PROBLEM —
For the listing below, print exactly the lines from the line with "pub struct UdpTransport" to the line with "recv_buf.truncate(bytes_received);", both included, and nothing beyond them.
%%
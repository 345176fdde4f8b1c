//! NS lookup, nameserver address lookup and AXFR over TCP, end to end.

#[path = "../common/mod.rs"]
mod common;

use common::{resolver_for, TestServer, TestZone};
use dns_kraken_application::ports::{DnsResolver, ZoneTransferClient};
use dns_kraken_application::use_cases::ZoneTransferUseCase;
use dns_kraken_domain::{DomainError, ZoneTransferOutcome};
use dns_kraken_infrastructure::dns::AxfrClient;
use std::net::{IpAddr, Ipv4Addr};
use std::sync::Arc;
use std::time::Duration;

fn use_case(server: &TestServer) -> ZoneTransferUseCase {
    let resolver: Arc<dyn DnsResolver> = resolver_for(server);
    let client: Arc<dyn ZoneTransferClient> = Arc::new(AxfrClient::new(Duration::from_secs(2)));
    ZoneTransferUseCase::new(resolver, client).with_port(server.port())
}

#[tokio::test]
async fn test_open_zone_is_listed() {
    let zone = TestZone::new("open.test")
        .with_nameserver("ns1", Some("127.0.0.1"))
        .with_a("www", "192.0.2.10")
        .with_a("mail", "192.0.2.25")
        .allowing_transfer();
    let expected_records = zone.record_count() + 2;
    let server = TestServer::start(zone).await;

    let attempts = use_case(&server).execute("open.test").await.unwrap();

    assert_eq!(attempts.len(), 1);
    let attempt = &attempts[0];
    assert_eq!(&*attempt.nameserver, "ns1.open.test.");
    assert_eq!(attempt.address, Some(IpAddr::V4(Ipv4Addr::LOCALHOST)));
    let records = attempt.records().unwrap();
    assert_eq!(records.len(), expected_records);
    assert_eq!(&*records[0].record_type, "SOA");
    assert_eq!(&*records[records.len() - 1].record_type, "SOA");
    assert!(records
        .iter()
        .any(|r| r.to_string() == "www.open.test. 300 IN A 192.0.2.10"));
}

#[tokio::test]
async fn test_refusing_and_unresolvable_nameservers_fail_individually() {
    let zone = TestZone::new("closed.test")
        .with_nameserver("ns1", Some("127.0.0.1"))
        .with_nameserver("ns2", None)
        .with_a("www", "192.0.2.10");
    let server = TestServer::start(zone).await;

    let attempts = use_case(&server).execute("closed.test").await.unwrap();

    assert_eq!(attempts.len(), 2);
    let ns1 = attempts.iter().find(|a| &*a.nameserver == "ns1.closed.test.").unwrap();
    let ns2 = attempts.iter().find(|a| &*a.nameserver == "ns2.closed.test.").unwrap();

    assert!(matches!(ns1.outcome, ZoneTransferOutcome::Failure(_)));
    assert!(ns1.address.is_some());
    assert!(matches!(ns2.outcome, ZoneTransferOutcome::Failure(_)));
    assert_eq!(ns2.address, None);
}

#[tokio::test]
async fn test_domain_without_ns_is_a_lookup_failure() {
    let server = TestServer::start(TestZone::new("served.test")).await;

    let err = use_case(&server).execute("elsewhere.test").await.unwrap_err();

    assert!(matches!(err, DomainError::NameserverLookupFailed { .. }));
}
%%
%%
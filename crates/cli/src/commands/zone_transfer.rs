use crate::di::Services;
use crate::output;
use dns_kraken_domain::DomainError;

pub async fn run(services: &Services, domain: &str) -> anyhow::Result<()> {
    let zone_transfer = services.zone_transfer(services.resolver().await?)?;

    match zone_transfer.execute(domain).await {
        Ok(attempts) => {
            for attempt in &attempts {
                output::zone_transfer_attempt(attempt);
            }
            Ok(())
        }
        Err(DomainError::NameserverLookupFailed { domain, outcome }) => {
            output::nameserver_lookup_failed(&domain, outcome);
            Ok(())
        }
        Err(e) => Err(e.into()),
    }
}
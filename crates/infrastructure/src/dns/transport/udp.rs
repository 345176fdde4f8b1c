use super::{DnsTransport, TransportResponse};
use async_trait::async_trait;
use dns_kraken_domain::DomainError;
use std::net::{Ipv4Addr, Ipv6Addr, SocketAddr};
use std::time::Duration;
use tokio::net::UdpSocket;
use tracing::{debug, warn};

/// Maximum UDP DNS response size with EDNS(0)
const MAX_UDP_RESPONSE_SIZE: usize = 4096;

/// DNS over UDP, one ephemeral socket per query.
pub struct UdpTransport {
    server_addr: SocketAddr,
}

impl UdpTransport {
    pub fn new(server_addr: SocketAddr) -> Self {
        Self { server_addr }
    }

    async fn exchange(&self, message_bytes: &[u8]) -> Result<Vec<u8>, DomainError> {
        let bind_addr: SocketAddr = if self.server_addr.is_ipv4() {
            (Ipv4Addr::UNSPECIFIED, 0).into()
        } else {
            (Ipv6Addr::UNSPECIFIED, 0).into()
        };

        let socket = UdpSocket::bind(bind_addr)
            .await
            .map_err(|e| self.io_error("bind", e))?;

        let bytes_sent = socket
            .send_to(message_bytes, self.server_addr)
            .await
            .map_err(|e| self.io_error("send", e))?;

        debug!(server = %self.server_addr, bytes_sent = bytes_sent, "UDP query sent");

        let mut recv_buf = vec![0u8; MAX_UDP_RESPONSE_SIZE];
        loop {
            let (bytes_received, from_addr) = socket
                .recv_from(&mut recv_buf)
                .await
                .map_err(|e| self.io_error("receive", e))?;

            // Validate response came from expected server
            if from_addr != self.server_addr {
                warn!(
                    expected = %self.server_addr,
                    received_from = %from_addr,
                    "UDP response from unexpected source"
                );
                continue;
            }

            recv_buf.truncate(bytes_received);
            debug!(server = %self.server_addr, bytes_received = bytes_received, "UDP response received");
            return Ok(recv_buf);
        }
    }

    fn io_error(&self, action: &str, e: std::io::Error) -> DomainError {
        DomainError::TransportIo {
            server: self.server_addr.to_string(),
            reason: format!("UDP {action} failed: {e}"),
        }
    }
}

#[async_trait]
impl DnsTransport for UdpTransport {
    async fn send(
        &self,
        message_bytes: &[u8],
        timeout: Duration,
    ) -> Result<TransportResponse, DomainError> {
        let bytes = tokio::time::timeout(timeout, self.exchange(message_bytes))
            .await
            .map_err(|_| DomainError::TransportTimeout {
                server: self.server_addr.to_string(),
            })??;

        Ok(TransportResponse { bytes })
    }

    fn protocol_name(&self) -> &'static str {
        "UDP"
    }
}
%%
YOUR RESPONSE —
pub struct UdpTransport {
    server_addr: SocketAddr,
}

impl UdpTransport {
    pub fn new(server_addr: SocketAddr) -> Self {
        Self { server_addr }
    }

    async fn exchange(&self, message_bytes: &[u8]) -> Result<Vec<u8>, DomainError> {
        let bind_addr: SocketAddr = if self.server_addr.is_ipv4() {
            (Ipv4Addr::UNSPECIFIED, 0).into()
        } else {
            (Ipv6Addr::UNSPECIFIED, 0).into()
        };

        let socket = UdpSocket::bind(bind_addr)
            .await
            .map_err(|e| self.io_error("bind", e))?;

        let bytes_sent = socket
            .send_to(message_bytes, self.server_addr)
            .await
            .map_err(|e| self.io_error("send", e))?;

        debug!(server = %self.server_addr, bytes_sent = bytes_sent, "UDP query sent");

        let mut recv_buf = vec![0u8; MAX_UDP_RESPONSE_SIZE];
        loop {
            let (bytes_received, from_addr) = socket
                .recv_from(&mut recv_buf)
                .await
                .map_err(|e| self.io_error("receive", e))?;

            // Validate response came from expected server
            if from_addr != self.server_addr {
                warn!(
                    expected = %self.server_addr,
                    received_from = %from_addr,
                    "UDP response from unexpected source"
                );
                continue;
            }

            recv_buf.truncate(bytes_received);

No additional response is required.